◆ **Information**:
Segment Open

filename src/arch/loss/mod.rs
mod loss_fn;
mod mse;

pub use loss_fn::LossFn;
pub use mse::Mse;
pub mod decode;
pub mod encode;
pub mod extract;
pub mod inspect;

use anyhow::{Context as _, Result};
use carrier_codec::{Compression, ImageKind};
use carrier_core::{default_config_path, load_config, Config};
use carrier_nal::Backend;
use carrier_transcode::X264Preset;
use clap::Args;
use std::path::Path;

/// Load `--config`, or the default config file when present
pub fn load(path: Option<&Path>) -> Result<Config> {
    match path {
        Some(path) => {
            if !path.exists() {
                anyhow::bail!("Config file does not exist: {}", path.display());
            }
            load_config(path).with_context(|| format!("Failed to load {}", path.display()))
        }
        None => {
            let path = default_config_path()?;
            load_config(&path).with_context(|| format!("Failed to load {}", path.display()))
        }
    }
}

/// How hidden frames are encoded
#[derive(Args, Debug, Default)]
pub struct CodecArgs {
    /// Still-image codec: png (lossless) or jpeg
    #[arg(long, value_name = "CODEC")]
    image: Option<ImageKind>,

    /// JPEG quality
    #[arg(long, value_parser = clap::value_parser!(u8).range(1..=100))]
    quality: Option<u8>,

    /// Compression of the encoded image: deflate, bzip2, xz or none
    #[arg(long, value_name = "METHOD")]
    compression: Option<Compression>,
}

impl CodecArgs {
    pub fn apply(&self, config: &mut Config) {
        let codec = config.codec_mut();
        if let Some(image) = self.image {
            codec.image = Some(image);
        }
        if let Some(quality) = self.quality {
            codec.jpeg_quality = Some(quality);
        }
        if let Some(compression) = self.compression {
            codec.compression = Some(compression);
        }
    }
}

/// x264 settings
#[derive(Args, Debug, Default)]
pub struct EncoderArgs {
    /// x264 preset (ultrafast .. placebo)
    #[arg(long)]
    preset: Option<X264Preset>,

    /// x264 constant rate factor
    #[arg(long, value_parser = clap::value_parser!(u8).range(0..=51))]
    crf: Option<u8>,
}

impl EncoderArgs {
    pub fn apply(&self, config: &mut Config) {
        let transcode = config.transcode_mut();
        if let Some(preset) = self.preset {
            transcode.preset = Some(preset);
        }
        if let Some(crf) = self.crf {
            transcode.crf = Some(crf);
        }
    }
}

/// NAL walker and intermediate file handling
#[derive(Args, Debug, Default)]
pub struct StreamArgs {
    /// NAL walker: streaming or buffered
    #[arg(long)]
    backend: Option<Backend>,

    /// Keep intermediate containers and streams
    #[arg(long)]
    keep_intermediates: bool,
}

impl StreamArgs {
    pub fn apply(&self, config: &mut Config) {
        let stream = config.stream_mut();
        if let Some(backend) = self.backend {
            stream.backend = Some(backend);
        }
        if self.keep_intermediates {
            stream.keep_intermediates = Some(true);
        }
    }
}
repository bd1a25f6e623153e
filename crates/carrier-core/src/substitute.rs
//! Substitution: hide one frame blob in each I-frame payload

use crate::payload::{encode_payload, PayloadHeader};
use crate::select::FrameBlob;
use carrier_common::{CarrierError, Result, StreamStats, NAL_TYPE_IDR};
use carrier_nal::{Advance, NalBackend, NalStream};
use std::path::Path;
use tracing::{debug, info};

/// Read the current unit's payload, requiring the full size
pub fn read_unit_payload(stream: &dyn NalStream) -> Result<Vec<u8>> {
    let size = stream.unit_size()?;
    let mut payload = vec![0u8; size];
    let read = stream.read_payload(&mut payload)?;
    if read != size {
        return Err(CarrierError::SizeMismatch {
            expected: size,
            actual: read,
        });
    }
    Ok(payload)
}

/// Replace the current unit's payload, requiring every byte to be accepted
pub fn write_unit_payload(stream: &mut dyn NalStream, payload: &[u8]) -> Result<()> {
    let written = stream.write_payload(payload)?;
    if written != payload.len() {
        return Err(CarrierError::SizeMismatch {
            expected: payload.len(),
            actual: written,
        });
    }
    Ok(())
}

/// Copy `input` to `output`, replacing the Nth I-frame payload with the Nth blob
///
/// The number of I-frames must equal the number of blobs.
pub fn substitute(
    backend: &dyn NalBackend,
    input: &Path,
    output: &Path,
    blobs: &[FrameBlob],
    header: &PayloadHeader,
) -> Result<StreamStats> {
    let mut stream = backend.open(input, Some(output))?;
    let mut stats = StreamStats::default();

    while stream.advance()? == Advance::Unit {
        let unit_type = stream.unit_type()?;
        if unit_type == NAL_TYPE_IDR {
            let iframe = stats.iframes as usize;
            let blob = blobs.get(iframe).ok_or(CarrierError::BlobsExhausted {
                blobs: blobs.len(),
                iframe,
            })?;
            let payload = encode_payload(header, &blob.bytes)?;
            debug!(
                "I-frame #{} (frame {}): {} byte slice -> {} byte payload",
                iframe,
                blob.index,
                stream.unit_size()?,
                payload.len()
            );
            write_unit_payload(stream.as_mut(), &payload)?;
        }
        stats.record(unit_type);
    }

    if (stats.iframes as usize) < blobs.len() {
        return Err(CarrierError::UnusedBlobs {
            blobs: blobs.len(),
            iframes: stats.iframes as usize,
        });
    }
    stream.close()?;

    info!(
        "Substituted {} I-frames ({} frames, {} NAL units)",
        stats.iframes, stats.frames, stats.total
    );
    Ok(stats)
}
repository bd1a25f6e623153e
//! Common types and utilities shared by the carrier crates

pub mod naming;

use serde::{Deserialize, Serialize};
use thiserror::Error;

pub use naming::{available_path, available_path_avoiding, with_stem_suffix};

/// NAL unit type of an IDR (I-frame) coded slice
pub const NAL_TYPE_IDR: u8 = 5;

/// Carrier errors
#[derive(Debug, Error)]
pub enum CarrierError {
    #[error("NAL read error: {0}")]
    NalRead(String),

    #[error("Payload size mismatch: expected {expected} bytes, got {actual}")]
    SizeMismatch { expected: usize, actual: usize },

    #[error("Frame blobs exhausted: I-frame #{iframe} has no blob ({blobs} blobs available)")]
    BlobsExhausted { blobs: usize, iframe: usize },

    #[error("Unused frame blobs: {blobs} blobs for only {iframes} I-frames")]
    UnusedBlobs { blobs: usize, iframes: usize },

    #[error("FFmpeg error: {0}")]
    FFmpegError(String),

    #[error("Corrupted carrier payload: {0}")]
    CorruptedPayload(String),

    #[error("Payload regeneration failed: {0}")]
    Regeneration(String),

    #[error("Image processing error: {0}")]
    ImageError(String),

    #[error("Compression error: {0}")]
    Compression(String),

    #[error("Invalid configuration: {0}")]
    InvalidConfig(String),

    #[error("File not found: {0}")]
    FileNotFound(String),

    #[error("IO error: {0}")]
    IoError(#[from] std::io::Error),
}

impl From<image::ImageError> for CarrierError {
    fn from(err: image::ImageError) -> Self {
        CarrierError::ImageError(err.to_string())
    }
}

/// Result type for carrier operations
pub type Result<T> = std::result::Result<T, CarrierError>;

/// Per-stream NAL unit counters
#[derive(Debug, Clone, Copy, Default, PartialEq, Eq, Serialize, Deserialize)]
pub struct StreamStats {
    /// Every NAL unit seen
    pub total: u64,
    /// Coded slices (types 1..=5)
    pub frames: u64,
    /// IDR slices (type 5)
    pub iframes: u64,
}

impl StreamStats {
    /// Count one unit of the given type
    pub fn record(&mut self, unit_type: u8) {
        if is_slice(unit_type) {
            self.frames += 1;
        }
        if unit_type == NAL_TYPE_IDR {
            self.iframes += 1;
        }
        self.total += 1;
    }
}

/// Whether a NAL unit type is a coded slice (types 1..=5)
#[must_use]
pub fn is_slice(unit_type: u8) -> bool {
    (1..=NAL_TYPE_IDR).contains(&unit_type)
}

#[cfg(test)]
mod tests {
    use super::*;

    #[test]
    fn test_stream_stats_record() {
        let mut stats = StreamStats::default();
        for unit_type in [7, 8, 6, 5, 1, 1, 2, 5, 1, 9, 12] {
            stats.record(unit_type);
        }

        assert_eq!(stats.total, 11);
        assert_eq!(stats.frames, 6);
        assert_eq!(stats.iframes, 2);
        assert!(stats.total >= stats.frames);
    }

    #[test]
    fn test_is_slice() {
        assert!(!is_slice(0));
        assert!(is_slice(1));
        assert!(is_slice(4));
        assert!(is_slice(5));
        assert!(!is_slice(6));
        assert!(!is_slice(7));
    }

    #[test]
    fn test_size_mismatch_display() {
        let err = CarrierError::SizeMismatch {
            expected: 120,
            actual: 117,
        };
        assert_eq!(
            err.to_string(),
            "Payload size mismatch: expected 120 bytes, got 117"
        );
    }
}
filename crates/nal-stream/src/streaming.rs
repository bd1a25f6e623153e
use crate::annexb::AnnexBReader;
use crate::unit::NalUnit;
use crate::{check_payload, copy_payload, Advance, NalError, NalStream};
use std::fs::File;
use std::io::{BufReader, BufWriter, Write};
use std::path::Path;
use tracing::debug;

/// Incremental walker: one unit in memory at a time
pub struct StreamingWalker {
    reader: AnnexBReader<BufReader<File>>,
    writer: Option<BufWriter<File>>,
    current: Option<NalUnit>,
    finished: bool,
    units: u64,
}

impl StreamingWalker {
    pub fn open(input: &Path, output: Option<&Path>) -> Result<Self, NalError> {
        let reader = AnnexBReader::new(BufReader::new(File::open(input)?));
        let writer = match output {
            Some(path) => Some(BufWriter::new(File::create(path)?)),
            None => None,
        };
        debug!(
            "Opened streaming NAL walker on {} (writable: {})",
            input.display(),
            writer.is_some()
        );

        Ok(Self {
            reader,
            writer,
            current: None,
            finished: false,
            units: 0,
        })
    }

    /// Hand the current unit to the output, if any
    fn flush_current(&mut self) -> Result<(), NalError> {
        if let Some(unit) = self.current.take() {
            if let Some(writer) = self.writer.as_mut() {
                unit.write_to(writer)?;
            }
        }
        Ok(())
    }

    fn current(&self) -> Result<&NalUnit, NalError> {
        self.current.as_ref().ok_or(NalError::NoCurrentUnit)
    }
}

impl NalStream for StreamingWalker {
    fn advance(&mut self) -> Result<Advance, NalError> {
        self.flush_current()?;
        if self.finished {
            return Ok(Advance::End);
        }

        match self.reader.next_unit()? {
            Some(raw) => {
                self.current = Some(NalUnit::from_raw(raw));
                self.units += 1;
                Ok(Advance::Unit)
            }
            None => {
                self.finished = true;
                Ok(Advance::End)
            }
        }
    }

    fn unit_type(&self) -> Result<u8, NalError> {
        Ok(self.current()?.unit_type())
    }

    fn unit_size(&self) -> Result<usize, NalError> {
        Ok(self.current()?.payload().len())
    }

    fn read_payload(&self, buf: &mut [u8]) -> Result<usize, NalError> {
        Ok(copy_payload(self.current()?.payload(), buf))
    }

    fn write_payload(&mut self, payload: &[u8]) -> Result<usize, NalError> {
        if self.writer.is_none() {
            return Err(NalError::ReadOnly);
        }
        check_payload(payload)?;
        let unit = self.current.as_mut().ok_or(NalError::NoCurrentUnit)?;
        unit.replace_payload(payload);
        Ok(payload.len())
    }

    fn close(mut self: Box<Self>) -> Result<(), NalError> {
        self.flush_current()?;

        if let Some(mut writer) = self.writer.take() {
            let mut copied = 0u64;
            if !self.finished {
                while let Some(raw) = self.reader.next_unit()? {
                    NalUnit::from_raw(raw).write_to(&mut writer)?;
                    copied += 1;
                }
            }
            writer.flush()?;
            debug!(
                "Closed streaming NAL walker after {} units ({} copied through)",
                self.units, copied
            );
        } else {
            debug!("Closed read-only NAL walker after {} units", self.units);
        }
        Ok(())
    }
}
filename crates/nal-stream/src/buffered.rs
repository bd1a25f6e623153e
use crate::annexb::AnnexBReader;
use crate::unit::NalUnit;
use crate::{check_payload, copy_payload, Advance, NalError, NalStream};
use std::fs::File;
use std::io::{BufWriter, Cursor, Write};
use std::path::Path;
use tracing::debug;

/// Whole-buffer walker: parses every unit at open, writes the output at close
pub struct BufferedWalker {
    units: Vec<NalUnit>,
    /// Index of the next unit `advance` will move to
    next: usize,
    output: Option<File>,
}

impl BufferedWalker {
    pub fn open(input: &Path, output: Option<&Path>) -> Result<Self, NalError> {
        let data = std::fs::read(input)?;
        let size = data.len();

        let mut reader = AnnexBReader::new(Cursor::new(data));
        let mut units = Vec::new();
        while let Some(raw) = reader.next_unit()? {
            units.push(NalUnit::from_raw(raw));
        }

        let output = match output {
            Some(path) => Some(File::create(path)?),
            None => None,
        };
        debug!(
            "Parsed {} NAL units from {} ({} bytes)",
            units.len(),
            input.display(),
            size
        );

        Ok(Self {
            units,
            next: 0,
            output,
        })
    }

    fn current_index(&self) -> Result<usize, NalError> {
        if self.next == 0 || self.next > self.units.len() {
            return Err(NalError::NoCurrentUnit);
        }
        Ok(self.next - 1)
    }

    fn current(&self) -> Result<&NalUnit, NalError> {
        let idx = self.current_index()?;
        Ok(&self.units[idx])
    }
}

impl NalStream for BufferedWalker {
    fn advance(&mut self) -> Result<Advance, NalError> {
        if self.next < self.units.len() {
            self.next += 1;
            Ok(Advance::Unit)
        } else {
            // Park past the end so no unit stays current
            self.next = self.units.len() + 1;
            Ok(Advance::End)
        }
    }

    fn unit_type(&self) -> Result<u8, NalError> {
        Ok(self.current()?.unit_type())
    }

    fn unit_size(&self) -> Result<usize, NalError> {
        Ok(self.current()?.payload().len())
    }

    fn read_payload(&self, buf: &mut [u8]) -> Result<usize, NalError> {
        Ok(copy_payload(self.current()?.payload(), buf))
    }

    fn write_payload(&mut self, payload: &[u8]) -> Result<usize, NalError> {
        if self.output.is_none() {
            return Err(NalError::ReadOnly);
        }
        check_payload(payload)?;
        let idx = self.current_index()?;
        self.units[idx].replace_payload(payload);
        Ok(payload.len())
    }

    fn close(mut self: Box<Self>) -> Result<(), NalError> {
        if let Some(file) = self.output.take() {
            let mut writer = BufWriter::new(file);
            for unit in &self.units {
                unit.write_to(&mut writer)?;
            }
            writer.flush()?;
            debug!("Wrote {} NAL units", self.units.len());
        }
        Ok(())
    }
}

Segment Closed

◆ **Description of the task**: Only lines containing "NalStream" belong in the answer; copy every such line from the records.

◆ **Answer to the problem**:
use carrier_nal::{Advance, NalBackend, NalStream};
pub fn read_unit_payload(stream: &dyn NalStream) -> Result<Vec<u8>> {
pub fn write_unit_payload(stream: &mut dyn NalStream, payload: &[u8]) -> Result<()> {
use crate::{check_payload, copy_payload, Advance, NalError, NalStream};
impl NalStream for StreamingWalker {
use crate::{check_payload, copy_payload, Advance, NalError, NalStream};
impl NalStream for BufferedWalker {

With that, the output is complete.